Try it
The data below is to be set down exactly.
BEGIN The records
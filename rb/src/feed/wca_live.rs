//! WCA Live GraphQL client implementation

use std::time::Duration;

use async_trait::async_trait;
use reqwest::Client;
use tracing::debug;

use super::client::RecordFeed;
use super::error::FeedError;
use super::types::FeedResponse;
use crate::config::FeedConfig;
use crate::domain::Snapshot;

/// GraphQL query for the recent-records feed
const RECENT_RECORDS_QUERY: &str = "{ recentRecords { type tag attemptResult result { person { name country { name } } \
     round { id competitionEvent { event { id name } competition { id name } } } } } }";

/// HTTP client for the WCA Live GraphQL API
pub struct WcaLiveClient {
    base_url: String,
    http: Client,
}

impl WcaLiveClient {
    /// Create a new client from feed configuration
    pub fn from_config(config: &FeedConfig) -> Result<Self, FeedError> {
        let http = Client::builder()
            .timeout(Duration::from_millis(config.timeout_ms))
            .build()
            .map_err(FeedError::Network)?;

        Ok(Self {
            base_url: config.base_url.clone(),
            http,
        })
    }
}

#[async_trait]
impl RecordFeed for WcaLiveClient {
    async fn recent_records(&self) -> Result<Snapshot, FeedError> {
        debug!(base_url = %self.base_url, "recent_records: called");
        let url = format!("{}/api", self.base_url);
        let body = serde_json::json!({ "query": RECENT_RECORDS_QUERY });

        let response = self
            .http
            .post(&url)
            .header("content-type", "application/json")
            .json(&body)
            .send()
            .await?;

        let status = response.status().as_u16();
        if !response.status().is_success() {
            let message = response.text().await.unwrap_or_default();
            debug!(status, "recent_records: API error");
            return Err(FeedError::ApiError { status, message });
        }

        let parsed: FeedResponse = response.json().await?;
        let data = parsed
            .data
            .ok_or_else(|| FeedError::MissingData("response has no data field".to_string()))?;

        let snapshot: Snapshot = data.recent_records.into_iter().map(Into::into).collect();
        debug!(count = snapshot.len(), "recent_records: fetched snapshot");
        Ok(snapshot)
    }
}
//! Announcement publishing
//!
//! Thin client for the posting endpoint. Publishing is fire-and-forget from
//! the poller's perspective; failures are logged and never abort a cycle.

pub mod client;
mod error;
mod twitter;

pub use client::{NullPublisher, Publisher};
pub use error::PublishError;
pub use twitter::TwitterClient;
END The records
Task solution
filename rb/src/feed/wca_live.rs
//! WCA Live GraphQL client implementation

use std::time::Duration;

use async_trait::async_trait;
use reqwest::Client;
use tracing::debug;

use super::client::RecordFeed;
use super::error::FeedError;
use super::types::FeedResponse;
use crate::config::FeedConfig;
use crate::domain::Snapshot;

/// GraphQL query for the recent-records feed
const RECENT_RECORDS_QUERY: &str = "{ recentRecords { type tag attemptResult result { person { name country { name } } \
     round { id competitionEvent { event { id name } competition { id name } } } } } }";

/// HTTP client for the WCA Live GraphQL API
pub struct WcaLiveClient {
    base_url: String,
    http: Client,
}

impl WcaLiveClient {
    /// Create a new client from feed configuration
    pub fn from_config(config: &FeedConfig) -> Result<Self, FeedError> {
        let http = Client::builder()
            .timeout(Duration::from_millis(config.timeout_ms))
            .build()
            .map_err(FeedError::Network)?;

        Ok(Self {
            base_url: config.base_url.clone(),
            http,
        })
    }
}

#[async_trait]
impl RecordFeed for WcaLiveClient {
    async fn recent_records(&self) -> Result<Snapshot, FeedError> {
        debug!(base_url = %self.base_url, "recent_records: called");
        let url = format!("{}/api", self.base_url);
        let body = serde_json::json!({ "query": RECENT_RECORDS_QUERY });

        let response = self
            .http
            .post(&url)
            .header("content-type", "application/json")
            .json(&body)
            .send()
            .await?;

        let status = response.status().as_u16();
        if !response.status().is_success() {
            let message = response.text().await.unwrap_or_default();
            debug!(status, "recent_records: API error");
            return Err(FeedError::ApiError { status, message });
        }

        let parsed: FeedResponse = response.json().await?;
        let data = parsed
            .data
            .ok_or_else(|| FeedError::MissingData("response has no data field".to_string()))?;

        let snapshot: Snapshot = data.recent_records.into_iter().map(Into::into).collect();
        debug!(count = snapshot.len(), "recent_records: fetched snapshot");
        Ok(snapshot)
    }
}
//! Announcement publishing
//!
//! Thin client for the posting endpoint. Publishing is fire-and-forget from
//! the poller's perspective; failures are logged and never abort a cycle.

pub mod client;
mod error;
mod twitter;

pub use client::{NullPublisher, Publisher};
pub use error::PublishError;
pub use twitter::TwitterClient;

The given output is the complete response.